Names vary across candidate guides and practice sites, but the mechanics fall into recognisable groups. Risk tasks ask you to balance reward and possible loss. Learning tasks require adapting after feedback. Attention and inhibition tasks reward accurate responses while withholding action at the correct moment.

  • Balloon-style risk task: choose how long to pursue reward before banking it.
  • Cards-style learning task: decide whether to continue after gains and losses.
  • Arrows or stop task: respond quickly while following a conflicting rule.
  • Memory task: retain and recognise an increasing sequence.
  • Faces task: identify emotional information from expressions.
  • Effort task: choose between easier/lower-reward and harder/higher-reward work.
  • Money-exchange task: make allocation, trust or fairness decisions.
  • Tower task: plan moves under rules and pursue an efficient solution.

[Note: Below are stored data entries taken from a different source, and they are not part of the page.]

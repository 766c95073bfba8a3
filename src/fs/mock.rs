// src/fs/mock.rs

use super::FileSystem;
use anyhow::{anyhow, Result};
use std::collections::HashMap;
use std::path::{Path, PathBuf};
use std::sync::{Arc, Mutex};

#[derive(Debug, Clone)]
pub enum MockEntry {
    File(Vec<u8>),
    Dir(Vec<String>), // List of child names
}

/// In-memory filesystem for tests. Paths are used verbatim; parents are
/// created implicitly.
#[derive(Debug, Clone, Default)]
pub struct MockFileSystem {
    files: Arc<Mutex<HashMap<PathBuf, MockEntry>>>,
}

impl MockFileSystem {
    pub fn new() -> Self {
        let mut files = HashMap::new();
        files.insert(PathBuf::from("/"), MockEntry::Dir(Vec::new()));

        Self {
            files: Arc::new(Mutex::new(files)),
        }
    }

    pub fn add_file(&self, path: impl AsRef<Path>, content: impl Into<Vec<u8>>) {
        let path = path.as_ref().to_path_buf();
        let mut files = self.files.lock().unwrap();
        files.insert(path.clone(), MockEntry::File(content.into()));
        if let Some(parent) = path.parent() {
            Self::ensure_dir_entry(&mut files, parent);
            Self::link_child(&mut files, parent, &path);
        }
    }

    pub fn add_dir(&self, path: impl AsRef<Path>) {
        let mut files = self.files.lock().unwrap();
        Self::ensure_dir_entry(&mut files, path.as_ref());
    }

    fn ensure_dir_entry(files: &mut HashMap<PathBuf, MockEntry>, path: &Path) {
        if files.contains_key(path) {
            return;
        }
        files.insert(path.to_path_buf(), MockEntry::Dir(Vec::new()));
        if let Some(parent) = path.parent() {
            if parent != path {
                Self::ensure_dir_entry(files, parent);
                Self::link_child(files, parent, path);
            }
        }
    }

    fn link_child(files: &mut HashMap<PathBuf, MockEntry>, parent: &Path, child: &Path) {
        if let Some(MockEntry::Dir(children)) = files.get_mut(parent) {
            if let Some(name) = child.file_name().and_then(|n| n.to_str()) {
                if !children.iter().any(|c| c == name) {
                    children.push(name.to_string());
                }
            }
        }
    }

    fn unlink_child(files: &mut HashMap<PathBuf, MockEntry>, child: &Path) {
        let (Some(parent), Some(name)) = (child.parent(), child.file_name()) else {
            return;
        };
        let name = name.to_string_lossy().into_owned();
        if let Some(MockEntry::Dir(children)) = files.get_mut(parent) {
            children.retain(|c| c != &name);
        }
    }
}

impl FileSystem for MockFileSystem {
    fn exists(&self, path: &Path) -> bool {
        let files = self.files.lock().unwrap();
        files.contains_key(path)
    }

    fn is_file(&self, path: &Path) -> bool {
        let files = self.files.lock().unwrap();
        matches!(files.get(path), Some(MockEntry::File(_)))
    }

    fn is_dir(&self, path: &Path) -> bool {
        let files = self.files.lock().unwrap();
        matches!(files.get(path), Some(MockEntry::Dir(_)))
    }

    fn read_dir(&self, path: &Path) -> Result<Vec<PathBuf>> {
        let files = self.files.lock().unwrap();
        match files.get(path) {
            Some(MockEntry::Dir(children)) => {
                Ok(children.iter().map(|name| path.join(name)).collect())
            }
            _ => Err(anyhow!("Not a directory or not found: {:?}", path)),
        }
    }

    fn remove_file(&self, path: &Path) -> Result<()> {
        let mut files = self.files.lock().unwrap();
        match files.get(path) {
            Some(MockEntry::File(_)) => {
                files.remove(path);
                Self::unlink_child(&mut files, path);
                Ok(())
            }
            Some(MockEntry::Dir(_)) => Err(anyhow!("Is a directory: {:?}", path)),
            None => Err(anyhow!("File not found: {:?}", path)),
        }
    }

    fn remove_dir_all(&self, path: &Path) -> Result<()> {
        let mut files = self.files.lock().unwrap();
        if !matches!(files.get(path), Some(MockEntry::Dir(_))) {
            return Err(anyhow!("Not a directory or not found: {:?}", path));
        }
        files.retain(|p, _| !p.starts_with(path));
        Self::unlink_child(&mut files, path);
        Ok(())
    }
}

What the games may measure

Harver lists attributes including effort, risk tolerance, decision making, attention, focus, learning, fairness, generosity and emotion. A task can contribute information to more than one attribute, and the meaning is drawn from response patterns rather than a simplistic one-game label.

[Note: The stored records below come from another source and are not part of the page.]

// src/config/model.rs

use std::collections::BTreeMap;
use std::path::PathBuf;

use serde::Deserialize;
use toml::{Table, Value};

use crate::errors::ConfigError;
use crate::types::Optimizations;

/// Orchestrator option keys understood in the project document and in the
/// `[meta]` table of a build declaration.
pub const KNOWN_OPTION_KEYS: &[&str] = &[
    "watch-dirs",
    "source-paths",
    "target-dir",
    "reload",
    "validate-config",
    "debounce-ms",
    "compiled-extensions",
    "support-extensions",
    "exclude",
    "artifact-extension",
    "build-dir",
    "connect",
    "server",
];

/// A per-build declaration file (`<id>.build.toml`):
///
/// ```toml
/// [meta]
/// watch-dirs = ["src"]
/// validate-config = true
///
/// [compiler]
/// main = "app.core"
/// optimizations = "none"
/// command = "mycompiler --out $BUILDWATCH_OUTPUT_TO"
/// ```
///
/// Both tables are optional. They are kept as raw tables so that they can be
/// merged key by key; typed views are derived on demand.
#[derive(Debug, Clone, Default)]
pub struct BuildDeclaration {
    pub id: String,
    pub path: PathBuf,
    /// Build-specific orchestrator options; override the project document.
    pub meta: Table,
    /// Opaque compiler options.
    pub compiler: Table,
}

/// Typed view over merged orchestrator options.
///
/// Every field is optional; defaults are applied by the resolver.
#[derive(Debug, Clone, Default, Deserialize)]
#[serde(rename_all = "kebab-case")]
pub struct BuildOptions {
    #[serde(default)]
    pub watch_dirs: Option<Vec<PathBuf>>,
    #[serde(default)]
    pub source_paths: Option<Vec<PathBuf>>,
    #[serde(default)]
    pub target_dir: Option<PathBuf>,
    #[serde(default)]
    pub reload: Option<bool>,
    #[serde(default)]
    pub validate_config: Option<bool>,
    #[serde(default)]
    pub debounce_ms: Option<u64>,
    #[serde(default)]
    pub compiled_extensions: Option<Vec<String>>,
    #[serde(default)]
    pub support_extensions: Option<Vec<String>>,
    #[serde(default)]
    pub exclude: Option<Vec<String>>,
    #[serde(default)]
    pub artifact_extension: Option<String>,
    #[serde(default)]
    pub build_dir: Option<PathBuf>,
    #[serde(default)]
    pub connect: Option<BTreeMap<String, String>>,
    #[serde(default)]
    pub server: Option<Table>,
}

impl BuildOptions {
    pub fn from_table(table: &Table, origin: &str) -> Result<Self, ConfigError> {
        Value::Table(table.clone())
            .try_into()
            .map_err(|e: toml::de::Error| {
                ConfigError::Invalid(format!("{origin}: {}", e.message()))
            })
    }

    /// `validate-config` defaults to on.
    pub fn validation_enabled(&self) -> bool {
        self.validate_config.unwrap_or(true)
    }
}

/// The handful of compiler options the orchestrator itself reads. Everything
/// else in `[compiler]` is passed through untouched.
#[derive(Debug, Clone, Default, Deserialize)]
#[serde(rename_all = "kebab-case")]
pub struct CompilerView {
    #[serde(default)]
    pub main: Option<String>,
    #[serde(default)]
    pub optimizations: Option<Optimizations>,
    #[serde(default)]
    pub output_to: Option<PathBuf>,
    #[serde(default)]
    pub output_dir: Option<PathBuf>,
    #[serde(default)]
    pub command: Option<String>,
}

impl CompilerView {
    pub fn from_table(table: &Table, origin: &str) -> Result<Self, ConfigError> {
        Value::Table(table.clone())
            .try_into()
            .map_err(|e: toml::de::Error| {
                ConfigError::Invalid(format!("{origin} [compiler]: {}", e.message()))
            })
    }
}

A cautious response is not universally better than a risky one. Different roles can value different balances, and employers should use validated job-relevant models rather than online folklore.

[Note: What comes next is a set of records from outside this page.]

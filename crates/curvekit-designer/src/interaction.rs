//! Interaction state and hit-testing for pointer input.
//!
//! The editor owns one [`InteractionState`] plus a pending click and the
//! space-held flag; this module defines those pieces and the hit-test that
//! decides what a pointer-down grabs.

use serde::{Deserialize, Serialize};

use crate::model::{NodeKind, Path, PointRole};
use curvekit_core::Point;
use curvekit_settings::EditorSettings;

/// What the pointer is currently doing.
#[derive(Debug, Clone, Copy, PartialEq, Default)]
pub enum InteractionState {
    #[default]
    Idle,
    /// A node point follows the pointer; committed on release.
    Dragging { index: usize, role: PointRole },
    /// The view follows the pointer. `last` is the previous device position.
    Panning { last: Point },
    /// The next pointer-down selects the symmetry axis.
    PickingSymmetryEdge,
}

impl InteractionState {
    pub fn is_idle(&self) -> bool {
        matches!(self, InteractionState::Idle)
    }
}

/// A pointer-down on empty canvas that may still become an append.
#[derive(Debug, Clone, Copy, PartialEq)]
pub struct PendingClick {
    /// Pointer-down position in world space, before snapping.
    pub world: Point,
    pub kind: NodeKind,
}

/// The single selected node point.
#[derive(Debug, Clone, Copy, PartialEq, Eq, Hash, Serialize, Deserialize)]
pub struct Selection {
    pub index: usize,
    pub role: PointRole,
}

/// Modifier keys held during a pointer event.
#[derive(Debug, Clone, Copy, PartialEq, Eq, Default, Serialize, Deserialize)]
#[serde(default)]
pub struct Modifiers {
    /// Smoothing modifier: appended nodes become Smooth.
    pub shift: bool,
    pub ctrl: bool,
    pub meta: bool,
}

impl Modifiers {
    pub const NONE: Modifiers = Modifiers {
        shift: false,
        ctrl: false,
        meta: false,
    };

    pub fn shift() -> Self {
        Self {
            shift: true,
            ..Self::NONE
        }
    }

    /// Ctrl or Meta suppresses appending on empty canvas.
    pub fn suppresses_append(&self) -> bool {
        self.ctrl || self.meta
    }

    pub fn node_kind(&self) -> NodeKind {
        if self.shift {
            NodeKind::Smooth
        } else {
            NodeKind::Corner
        }
    }
}

/// Keys the editor reacts to.
#[derive(Debug, Clone, Copy, PartialEq, Eq, Serialize, Deserialize)]
pub enum Key {
    Space,
    Delete,
    Backspace,
    Escape,
    /// Any other key; ignored.
    Other,
}

impl Key {
    pub fn is_delete(self) -> bool {
        matches!(self, Key::Delete | Key::Backspace)
    }
}

/// What a pointer-down landed on.
#[derive(Debug, Clone, Copy, PartialEq)]
pub enum HitTarget {
    /// An anchor, or a handle of a closed path.
    Point { index: usize, role: PointRole },
    /// Near a segment interior, at parameter `t`.
    Segment { segment: usize, t: f64 },
}

/// Hit radii in device pixels; divided by the zoom before testing.
#[derive(Debug, Clone, Copy, PartialEq)]
pub struct HitTester {
    pub anchor_radius: f64,
    pub handle_radius: f64,
    pub insert_radius: f64,
    pub samples: usize,
}

impl HitTester {
    pub fn from_settings(settings: &EditorSettings) -> Self {
        Self {
            anchor_radius: settings.anchor_hit_radius,
            handle_radius: settings.handle_hit_radius,
            insert_radius: settings.insert_hit_radius,
            samples: settings.nearest_samples,
        }
    }

    /// Tests `world` against `path` at the given zoom.
    ///
    /// Anchors win over handles, handles over segments. Handles are only
    /// pickable on closed paths. A segment hit needs a sampled `t` strictly
    /// inside (0, 1).
    pub fn hit_test(&self, path: &Path, world: Point, zoom: f64) -> Option<HitTarget> {
        let anchor_radius = self.anchor_radius / zoom;
        if let Some((index, role)) = closest(path, world, anchor_radius, &[PointRole::Anchor]) {
            return Some(HitTarget::Point { index, role });
        }

        if path.is_closed() {
            let handle_radius = self.handle_radius / zoom;
            let roles = [PointRole::Ctrl1, PointRole::Ctrl2];
            if let Some((index, role)) = closest(path, world, handle_radius, &roles) {
                return Some(HitTarget::Point { index, role });
            }
        }

        let insert_radius = self.insert_radius / zoom;
        path.nearest_segment(world, self.samples)
            .filter(|hit| hit.distance <= insert_radius && hit.t > 0.0 && hit.t < 1.0)
            .map(|hit| HitTarget::Segment {
                segment: hit.segment,
                t: hit.t,
            })
    }
}

impl Default for HitTester {
    fn default() -> Self {
        Self::from_settings(&EditorSettings::default())
    }
}

/// Closest point among `roles` of every node within `radius` of `world`.
fn closest(path: &Path, world: Point, radius: f64, roles: &[PointRole]) -> Option<(usize, PointRole)> {
    let mut best: Option<(usize, PointRole, f64)> = None;
    for (index, node) in path.nodes().iter().enumerate() {
        for &role in roles {
            let distance = node.point(role).distance_to(&world);
            if distance <= radius && best.is_none_or(|(_, _, d)| distance < d) {
                best = Some((index, role, distance));
            }
        }
    }
    best.map(|(index, role, _)| (index, role))
}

How to prepare for each mechanic

Practise understanding instructions quickly, using the controls accurately and sustaining concentration. In feedback-based tasks, respond to evidence instead of stubbornly repeating a strategy. In inhibition tasks, prioritise the stated rule over raw speed. In planning tasks, pause before the first move.

  • Use a laptop and stable connection when the invitation recommends it.
  • Remove notifications and complete the assessment in one focused sitting.
  • Read the instruction and practice round fully.
  • Do not panic after one loss or mistake; continue consistently.

Why there is no dependable answer key

Gamified behavioural assessments do not work like numerical tests with one correct option. Claims such as always pump a fixed number of times or always act generously ignore adaptive patterns, role models and the rest of the assessment. Use practice for familiarity, not to impersonate a personality.

Source notes

Harver’s official gamified assessments page describes 12+ experiences, an average 25-minute completion time and the attributes sampled. Employer game selections can vary.

Related guides

What to do next

Use practice to learn the controls, instructions and concentration demands. On assessment day, respond to the task in front of you instead of following an online claim about the one ideal behavioural profile.

Get familiar with game mechanics

Practise representative risk, attention, memory, planning and decision tasks without pretending there is one ideal personality.

Explore game practice

Frequently asked questions

How many Pymetrics games are there?+

Harver currently describes 12+ gamified experiences. The exact set used in an employer process can vary.

How long do Pymetrics games take?+

Harver gives an average completion time of about 25 minutes for its gamified assessment experience. Follow the timing in your invitation.

Can I practise Pymetrics games?+

You can familiarise yourself with mechanics, controls and sustained attention. Avoid memorising a claimed ideal strategy because interpretation uses patterns across tasks and depends on the role.